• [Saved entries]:
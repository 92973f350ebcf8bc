// SPDX-License-Identifier: MIT OR Apache-2.0
// Copyright (c) 2025 climprep contributors

//! Recipe document structures
//!
//! Defines the schema for recipe files (YAML or TOML).

use indexmap::IndexMap;
use serde::ser::SerializeMap;
use serde::{Deserialize, Serialize, Serializer};
use serde_json::Value;
use std::path::Path;

use crate::errors::{PrepError, PrepResult};
use crate::transforms::StepArgs;

/// Key under `uses` that lists already-prepared targets
pub const PREPARED_KEY: &str = "prepared";

/// Recipe document: one collection and the targets derived from it
#[derive(Debug, Clone, Serialize, Deserialize)]
pub struct Recipe {
    /// Collection name; selects how raw data is opened
    pub name: String,

    /// Recipe description
    #[serde(default)]
    pub description: Option<String>,

    /// Targets to prepare, in declaration order
    #[serde(default)]
    pub prepare: IndexMap<String, RecipeEntry>,
}

impl Recipe {
    /// Load a recipe, choosing the format from the file extension
    pub fn from_file(path: &Path) -> PrepResult<Self> {
        if !path.exists() {
            return Err(PrepError::RecipeNotFound {
                path: path.to_path_buf(),
            });
        }

        let content = std::fs::read_to_string(path).map_err(|e| PrepError::RecipeReadError {
            path: path.to_path_buf(),
            error: e.to_string(),
        })?;

        match path.extension().and_then(|e| e.to_str()) {
            Some("toml") => Self::from_toml(&content),
            _ => Self::from_yaml(&content),
        }
    }

    /// Parse a recipe from YAML
    pub fn from_yaml(yaml: &str) -> PrepResult<Self> {
        serde_yaml::from_str(yaml).map_err(Into::into)
    }

    /// Parse a recipe from TOML
    pub fn from_toml(toml: &str) -> PrepResult<Self> {
        toml::from_str(toml).map_err(Into::into)
    }

    /// Serialize the recipe to YAML
    pub fn to_yaml(&self) -> PrepResult<String> {
        serde_yaml::to_string(self).map_err(Into::into)
    }

    /// Get a recipe entry by identifier
    pub fn entry(&self, identifier: &str) -> Option<&RecipeEntry> {
        self.prepare.get(identifier)
    }

    /// Declaration index of an identifier
    pub fn position(&self, identifier: &str) -> Option<usize> {
        self.prepare.get_index_of(identifier)
    }

    /// All declared identifiers, in declaration order
    pub fn identifiers(&self) -> Vec<&str> {
        self.prepare.keys().map(String::as_str).collect()
    }
}

/// How to build one target
#[derive(Debug, Clone, PartialEq, Serialize, Deserialize)]
pub struct RecipeEntry {
    /// Inputs: raw variable groups and/or prepared targets
    pub uses: Uses,

    /// How several inputs become one dataset
    #[serde(default)]
    pub combine: Combine,

    /// Steps applied to each raw input group before combination
    #[serde(default, skip_serializing_if = "StepChain::is_empty")]
    pub preprocess: StepChain,

    /// Steps applied to the combined dataset
    #[serde(default, skip_serializing_if = "StepChain::is_empty")]
    pub apply: StepChain,
}

impl RecipeEntry {
    /// Number of datasets feeding the combination step
    pub fn source_count(&self) -> usize {
        self.uses.groups.len() + self.uses.prepared.len()
    }

    /// Steps of one chain
    pub fn chain(&self, kind: ChainKind) -> &StepChain {
        match kind {
            ChainKind::Preprocess => &self.preprocess,
            ChainKind::Apply => &self.apply,
        }
    }
}

/// Inputs of a target, normalized from the document's list or mapping form
#[derive(Debug, Clone, Default, PartialEq, Deserialize)]
#[serde(try_from = "RawUses")]
pub struct Uses {
    /// Raw variable groups opened through the collection's opener
    pub groups: Vec<InputGroup>,

    /// Previously prepared targets read from the store
    pub prepared: Vec<TargetRef>,
}

/// Raw variables opened together
#[derive(Debug, Clone, PartialEq)]
pub struct InputGroup {
    /// Group (realm) name; `None` when `uses` is a plain list
    pub name: Option<String>,
    pub variables: Vec<String>,
}

impl InputGroup {
    /// Display label for logs and errors
    pub fn label(&self) -> &str {
        self.name.as_deref().unwrap_or("default")
    }
}

/// Written back in the document's own shape: a plain list for a single
/// unnamed group, otherwise a mapping with `prepared` last
impl Serialize for Uses {
    fn serialize<S: Serializer>(&self, serializer: S) -> Result<S::Ok, S::Error> {
        if let ([group], []) = (self.groups.as_slice(), self.prepared.as_slice()) {
            if group.name.is_none() {
                return group.variables.serialize(serializer);
            }
        }

        let mut map = serializer.serialize_map(Some(
            self.groups.len() + usize::from(!self.prepared.is_empty()),
        ))?;
        for group in &self.groups {
            map.serialize_entry(group.label(), &group.variables)?;
        }
        if !self.prepared.is_empty() {
            map.serialize_entry(PREPARED_KEY, &self.prepared)?;
        }
        map.end()
    }
}

#[derive(Deserialize)]
#[serde(untagged)]
enum RawUses {
    Variables(Vec<String>),
    Groups(IndexMap<String, Vec<TargetRef>>),
}

impl TryFrom<RawUses> for Uses {
    type Error = String;

    fn try_from(raw: RawUses) -> Result<Self, Self::Error> {
        let uses = match raw {
            RawUses::Variables(variables) => Uses {
                groups: vec![InputGroup {
                    name: None,
                    variables,
                }],
                prepared: vec![],
            },
            RawUses::Groups(map) => {
                let mut uses = Uses::default();
                for (group, refs) in map {
                    if refs.is_empty() {
                        return Err(format!("input group '{}' lists nothing", group));
                    }
                    if group == PREPARED_KEY {
                        uses.prepared = refs;
                        continue;
                    }
                    let variables = refs
                        .into_iter()
                        .map(|r| match r {
                            TargetRef::Local(variable) => Ok(variable),
                            TargetRef::Qualified { .. } => Err(format!(
                                "input group '{}' may only list variable names",
                                group
                            )),
                        })
                        .collect::<Result<Vec<_>, _>>()?;
                    uses.groups.push(InputGroup {
                        name: Some(group),
                        variables,
                    });
                }
                uses
            }
        };

        if uses.groups.is_empty() && uses.prepared.is_empty() {
            return Err("'uses' lists no inputs".to_string());
        }
        if uses.groups.iter().any(|g| g.variables.is_empty()) {
            return Err("'uses' lists an empty variable list".to_string());
        }
        Ok(uses)
    }
}

/// Reference to a prepared target, optionally in another collection
#[derive(Debug, Clone, PartialEq, Eq, Hash, Serialize, Deserialize)]
#[serde(untagged)]
pub enum TargetRef {
    /// Identifier in the recipe's own collection
    Local(String),

    /// Identifier qualified with its collection
    Qualified {
        collection: String,
        identifier: String,
    },
}

impl TargetRef {
    pub fn identifier(&self) -> &str {
        match self {
            Self::Local(identifier) => identifier,
            Self::Qualified { identifier, .. } => identifier,
        }
    }

    /// Collection the reference points into, given the recipe's own collection
    pub fn collection<'a>(&'a self, local: &'a str) -> &'a str {
        match self {
            Self::Local(_) => local,
            Self::Qualified { collection, .. } => collection,
        }
    }

    /// Whether the reference stays inside the given collection
    pub fn is_local(&self, local: &str) -> bool {
        self.collection(local) == local
    }
}

impl std::fmt::Display for TargetRef {
    fn fmt(&self, f: &mut std::fmt::Formatter<'_>) -> std::fmt::Result {
        match self {
            Self::Local(identifier) => write!(f, "{}", identifier),
            Self::Qualified {
                collection,
                identifier,
            } => write!(f, "{}.{}", collection, identifier),
        }
    }
}

/// Combination of several input datasets
#[derive(Debug, Clone, Default, PartialEq, Eq, Serialize, Deserialize)]
#[serde(tag = "mode", rename_all = "lowercase")]
pub enum Combine {
    /// Distinct variables over shared dimensions
    #[default]
    Merge,

    /// The same variables stitched along one dimension
    Concatenate { dim: String },
}

impl std::fmt::Display for Combine {
    fn fmt(&self, f: &mut std::fmt::Formatter<'_>) -> std::fmt::Result {
        match self {
            Self::Merge => write!(f, "merge"),
            Self::Concatenate { dim } => write!(f, "concatenate along '{}'", dim),
        }
    }
}

/// Which chain a step belongs to
#[derive(Debug, Clone, Copy, PartialEq, Eq)]
pub enum ChainKind {
    Preprocess,
    Apply,
}

impl std::fmt::Display for ChainKind {
    fn fmt(&self, f: &mut std::fmt::Formatter<'_>) -> std::fmt::Result {
        match self {
            Self::Preprocess => write!(f, "preprocess"),
            Self::Apply => write!(f, "apply"),
        }
    }
}

/// One named transform call
#[derive(Debug, Clone, PartialEq)]
pub struct StepInvocation {
    pub name: String,
    pub args: StepArgs,
}

/// A bare name without arguments, else a single-key `name: args` mapping
impl Serialize for StepInvocation {
    fn serialize<S: Serializer>(&self, serializer: S) -> Result<S::Ok, S::Error> {
        if self.args.is_empty() {
            return serializer.serialize_str(&self.name);
        }
        let mut map = serializer.serialize_map(Some(1))?;
        map.serialize_entry(&self.name, &self.args)?;
        map.end()
    }
}

impl StepInvocation {
    /// A step without keyword arguments
    pub fn new(name: &str) -> Self {
        Self {
            name: name.to_string(),
            args: StepArgs::default(),
        }
    }

    /// A step with keyword arguments
    pub fn with_args(name: &str, args: StepArgs) -> Self {
        Self {
            name: name.to_string(),
            args,
        }
    }
}

/// Ordered list of step invocations
#[derive(Debug, Clone, Default, PartialEq, Serialize, Deserialize)]
#[serde(try_from = "RawSteps")]
pub struct StepChain(Vec<StepInvocation>);

impl StepChain {
    pub fn is_empty(&self) -> bool {
        self.0.is_empty()
    }

    pub fn len(&self) -> usize {
        self.0.len()
    }

    pub fn iter(&self) -> std::slice::Iter<'_, StepInvocation> {
        self.0.iter()
    }
}

impl From<Vec<StepInvocation>> for StepChain {
    fn from(steps: Vec<StepInvocation>) -> Self {
        Self(steps)
    }
}

impl<'a> IntoIterator for &'a StepChain {
    type Item = &'a StepInvocation;
    type IntoIter = std::slice::Iter<'a, StepInvocation>;

    fn into_iter(self) -> Self::IntoIter {
        self.0.iter()
    }
}

#[derive(Deserialize)]
#[serde(untagged)]
enum RawSteps {
    Nothing(()),
    Listed(Vec<RawStep>),
    Keyed(IndexMap<String, Value>),
}

#[derive(Deserialize)]
#[serde(untagged)]
enum RawStep {
    Bare(String),
    Keyed(IndexMap<String, Value>),
}

impl TryFrom<RawSteps> for StepChain {
    type Error = String;

    fn try_from(raw: RawSteps) -> Result<Self, Self::Error> {
        let pairs: Vec<(String, Value)> = match raw {
            RawSteps::Nothing(()) => vec![],
            RawSteps::Keyed(map) => map.into_iter().collect(),
            RawSteps::Listed(items) => items
                .into_iter()
                .map(|item| match item {
                    RawStep::Bare(name) => Ok((name, Value::Null)),
                    RawStep::Keyed(map) if map.len() == 1 => {
                        map.into_iter().next().ok_or_else(|| "empty step".to_string())
                    }
                    RawStep::Keyed(map) => Err(format!(
                        "a listed step must name exactly one transform, found {}",
                        map.len()
                    )),
                })
                .collect::<Result<_, _>>()?,
        };

        pairs
            .into_iter()
            .map(|(name, value)| match StepArgs::from_value(value) {
                Ok(args) => Ok(StepInvocation { name, args }),
                Err(e) => Err(format!("step '{}': {}", name, e)),
            })
            .collect::<Result<Vec<_>, _>>()
            .map(StepChain)
    }
}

• [GOAL OF THE EXERCISE]:
Where does the string "content" appear in the records above? Return every line that holds it.

• [RESPONSE AREA]:
        let content = std::fs::read_to_string(path).map_err(|e| PrepError::RecipeReadError {
            Some("toml") => Self::from_toml(&content),
            _ => Self::from_yaml(&content),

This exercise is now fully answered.